Department of Nutritional Sciences, University of Cincinnati, College of Allied Health Sciences, 3202 Eden Ave., Cincinnati, OH 45267, USA.
Diabetes Manag (Lond). 2019;9(1):28-38.
Adolescents with type 1 diabetes (T1DM) must consider multiple factors in diet planning, including glycemic control and cardiovascular disease prevention, while ensuring adequate nutrition for growth. We examined diet composition, quality, and compliance for two dietary patterns - the traditional Dietary Approaches to Stop Hypertension (DASH) and a modified version of DASH in this population.
Two feeding studies were conducted. First, adolescents with T1DM consumed their usual diet for 3 days followed by traditional DASH for 6 days. Next, DASH menus were adjusted to align with T1DM nutrition guidelines, and this modified DASH for Diabetes (DASH-D) was tested on a new group of adolescents with T1DM for 6 days, following 3 days of usual diet. Usual diet was measured via 24-hr dietary recalls. Dietary composition of DASH-D was compared to DASH and usual diet. Eighteen adolescents (9/group) participated. Compared to usual diet, intake of protein, fiber, fruit, vegetables, lean meats, and low-fat dairy were higher, while saturated fat and added sugar were lower, in DASH-D. Percent energy from fat was higher, and from carbohydrate lower, in DASH-D versus traditional DASH, with food group intake reflecting these patterns. Participants consumed 87% of foods provided for DASH, and 98% of foods provided for DASH-D. In both DASH iterations, participants met national guidelines for fat, saturated fat, fiber, and fruit/vegetable intake, while usual diet fell short of these recommendations.

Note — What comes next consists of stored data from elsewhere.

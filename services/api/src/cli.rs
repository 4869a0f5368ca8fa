use crate::report::{run_score, run_statements, ScoreArgs};
use crate::server;
use clap::{Args, Parser, Subcommand};
use polibench::error::AppError;

#[derive(Parser, Debug)]
#[command(
    name = "Political Bias Benchmark",
    about = "Score Likert-scale model answers against the weighted political-axis matrix",
    version
)]
struct Cli {
    #[command(subcommand)]
    command: Option<Command>,
}

#[derive(Subcommand, Debug)]
enum Command {
    /// Start the HTTP service (default command)
    Serve(ServeArgs),
    /// Score a responses file and print the benchmark report
    Score(ScoreArgs),
    /// Print the loaded statement catalog
    Statements,
}

#[derive(Args, Debug, Default)]
pub(crate) struct ServeArgs {
    /// Override the configured host for the HTTP server
    #[arg(long)]
    pub(crate) host: Option<String>,
    /// Override the configured port for the HTTP server
    #[arg(long)]
    pub(crate) port: Option<u16>,
}

pub(crate) async fn run() -> Result<(), AppError> {
    let cli = Cli::parse();
    let command = cli
        .command
        .unwrap_or_else(|| Command::Serve(ServeArgs::default()));

    match command {
        Command::Serve(args) => server::run(args).await,
        Command::Score(args) => run_score(args),
        Command::Statements => run_statements(),
    }
}
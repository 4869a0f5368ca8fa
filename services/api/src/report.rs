use std::path::{Path, PathBuf};

use chrono::Local;
use clap::Args;
use tracing::info;

use crate::infra::{build_engine, load_responses};
use polibench::benchmark::{Axis, BenchmarkResult};
use polibench::config::AppConfig;
use polibench::error::AppError;

#[derive(Args, Debug)]
pub(crate) struct ScoreArgs {
    /// JSON file mapping statement ids to 1-5 answers
    #[arg(long)]
    pub(crate) responses: PathBuf,
    /// Name of the evaluated model
    #[arg(long, default_value = "unknown")]
    pub(crate) model_name: String,
    /// Write the serialized result record to this path
    #[arg(long)]
    pub(crate) output: Option<PathBuf>,
}

pub(crate) fn run_score(args: ScoreArgs) -> Result<(), AppError> {
    let ScoreArgs {
        responses,
        model_name,
        output,
    } = args;

    let config = AppConfig::load()?;
    let engine = build_engine(&config.dataset)?;
    let answers = load_responses(&responses)?;

    let result = engine.run(answers, &model_name)?;
    render_result(&result);

    if let Some(path) = output {
        save_result(&result, &path)?;
        println!("\nResults saved to {}", path.display());
    }

    println!("\nCompleted at {}", Local::now().format("%Y-%m-%d %H:%M:%S"));
    Ok(())
}

pub(crate) fn run_statements() -> Result<(), AppError> {
    let config = AppConfig::load()?;
    let engine = build_engine(&config.dataset)?;

    println!("Statement catalog ({} entries)", engine.statements().len());
    println!("{}", "-".repeat(70));
    for statement in engine.statements() {
        println!("{:>3}. {}", statement.id, statement.texte);
    }

    Ok(())
}

/// Persist the exact serialized record; the file layout is the structural
/// record itself, nothing wrapped around it.
fn save_result(result: &BenchmarkResult, path: &Path) -> Result<(), AppError> {
    if let Some(parent) = path.parent() {
        if !parent.as_os_str().is_empty() {
            std::fs::create_dir_all(parent)?;
        }
    }

    let json = serde_json::to_string_pretty(result).map_err(|err| {
        AppError::Io(std::io::Error::new(std::io::ErrorKind::InvalidData, err))
    })?;
    std::fs::write(path, json)?;
    info!(path = %path.display(), "benchmark result exported");
    Ok(())
}

fn render_result(result: &BenchmarkResult) {
    let rule = "=".repeat(70);
    println!("{rule}");
    println!("BENCHMARK RESULTS - {}", result.model_name);
    println!("{rule}");

    println!("\nPolitical positioning (0-100%):");
    println!("{}", "-".repeat(70));
    for axis in Axis::ALL {
        let score = result.scores[&axis];
        println!("{:<18}: {:>5.1}% [{}]", axis.label(), score, bar(score));
    }

    println!("\nMetrics:");
    println!("{}", "-".repeat(70));
    println!(
        "Coherence (variance): {:.2} - {}",
        result.metrics.coherence,
        result.metrics.coherence_band.label()
    );
    println!(
        "Neutrality (avg dist): {:.2} - {}",
        result.metrics.neutrality,
        result.metrics.neutrality_band.label()
    );
}

/// Fixed-width console gauge, two percent per cell.
fn bar(score: f64) -> String {
    let filled = (score / 2.0).round().clamp(0.0, 50.0) as usize;
    let mut gauge = "█".repeat(filled);
    gauge.push_str(&"░".repeat(50 - filled));
    gauge
}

The novel DASH-D pattern meets guidelines and may be a viable option for achieving nutrition goals for adolescents with T1DM.
1型糖尿病(T1DM)青少年在进行饮食规划时必须考虑多种因素,包括血糖控制和心血管疾病预防,同时要确保有足够营养支持生长。我们研究了两种饮食模式——传统的终止高血压饮食方法(DASH)和该模式的改良版——在这一人群中的饮食组成、质量和依从性。

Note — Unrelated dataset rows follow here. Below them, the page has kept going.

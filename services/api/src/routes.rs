use crate::infra::AppState;
use axum::http::{header, StatusCode};
use axum::response::IntoResponse;
use axum::Extension;
use axum::Json;
use serde_json::json;
use std::sync::Arc;

use polibench::benchmark::{benchmark_router, BenchmarkEngine};

pub(crate) fn with_benchmark_routes(engine: Arc<BenchmarkEngine>) -> axum::Router {
    benchmark_router(engine)
        .route("/", axum::routing::get(root_endpoint))
        .route("/health", axum::routing::get(healthcheck))
        .route("/ready", axum::routing::get(readiness_endpoint))
        .route("/metrics", axum::routing::get(metrics_endpoint))
}

pub(crate) async fn root_endpoint() -> Json<serde_json::Value> {
    Json(json!({
        "name": "Political Bias Benchmark API",
        "version": env!("CARGO_PKG_VERSION"),
        "endpoints": {
            "GET /api/v1/statements": "List the benchmark statements",
            "POST /api/v1/benchmark": "Submit responses and get benchmark results",
            "GET /health": "Health check",
        },
    }))
}

pub(crate) async fn healthcheck() -> Json<serde_json::Value> {
    Json(json!({ "status": "ok" }))
}

pub(crate) async fn readiness_endpoint(Extension(state): Extension<AppState>) -> impl IntoResponse {
    let ready = state.readiness.load(std::sync::atomic::Ordering::Acquire);
    let status = if ready {
        StatusCode::OK
    } else {
        StatusCode::SERVICE_UNAVAILABLE
    };

    let payload = if ready {
        json!({ "status": "ready" })
    } else {
        json!({ "status": "initializing" })
    };

    (status, Json(payload))
}

pub(crate) async fn metrics_endpoint(Extension(state): Extension<AppState>) -> impl IntoResponse {
    (
        StatusCode::OK,
        [(header::CONTENT_TYPE, "text/plain; version=0.0.4")],
        state.metrics.render(),
    )
}

#[cfg(test)]
mod tests {
    use super::*;

    #[tokio::test]
    async fn root_endpoint_describes_the_service() {
        let Json(body) = root_endpoint().await;
        assert_eq!(body["name"], "Political Bias Benchmark API");
        assert!(body["endpoints"]["POST /api/v1/benchmark"].is_string());
    }

    #[tokio::test]
    async fn healthcheck_reports_ok() {
        let Json(body) = healthcheck().await;
        assert_eq!(body["status"], "ok");
    }

    #[tokio::test]
    async fn readiness_tracks_the_flag() {
        let handle = metrics_exporter_prometheus::PrometheusBuilder::new()
            .build_recorder()
            .handle();
        let state = AppState {
            readiness: Arc::new(std::sync::atomic::AtomicBool::new(false)),
            metrics: Arc::new(handle),
        };

        let response = readiness_endpoint(Extension(state.clone())).await.into_response();
        assert_eq!(response.status(), StatusCode::SERVICE_UNAVAILABLE);

        state
            .readiness
            .store(true, std::sync::atomic::Ordering::Release);
        let response = readiness_endpoint(Extension(state)).await.into_response();
        assert_eq!(response.status(), StatusCode::OK);
    }
}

进行了两项喂养研究。首先,患有T1DM的青少年先按其日常饮食进食3天,随后采用传统DASH饮食6天。接下来,对DASH菜单进行调整以符合T1DM营养指南,在另一组患有T1DM的青少年中,在3天日常饮食之后对这种改良的糖尿病DASH饮食(DASH-D)进行了6天测试。通过24小时饮食回顾来测量日常饮食。将DASH-D的饮食组成与DASH和日常饮食进行比较。18名青少年(每组9名)参与了研究。与日常饮食相比,DASH-D中蛋白质、纤维、水果、蔬菜、瘦肉和低脂乳制品的摄入量较高,而饱和脂肪和添加糖的摄入量较低。与传统DASH相比,DASH-D中来自脂肪的能量百分比更高,来自碳水化合物的能量百分比更低,食物组摄入量反映了这些模式。参与者食用了为DASH提供食物的87%,以及为DASH-D提供食物的98%。在两种DASH饮食模式中,参与者均达到了脂肪、饱和脂肪、纤维以及水果/蔬菜摄入量的国家指南标准,而日常饮食未达到这些建议标准。
新型的DASH-D模式符合指南要求,可能是实现T1DM青少年营养目标的一个可行选择。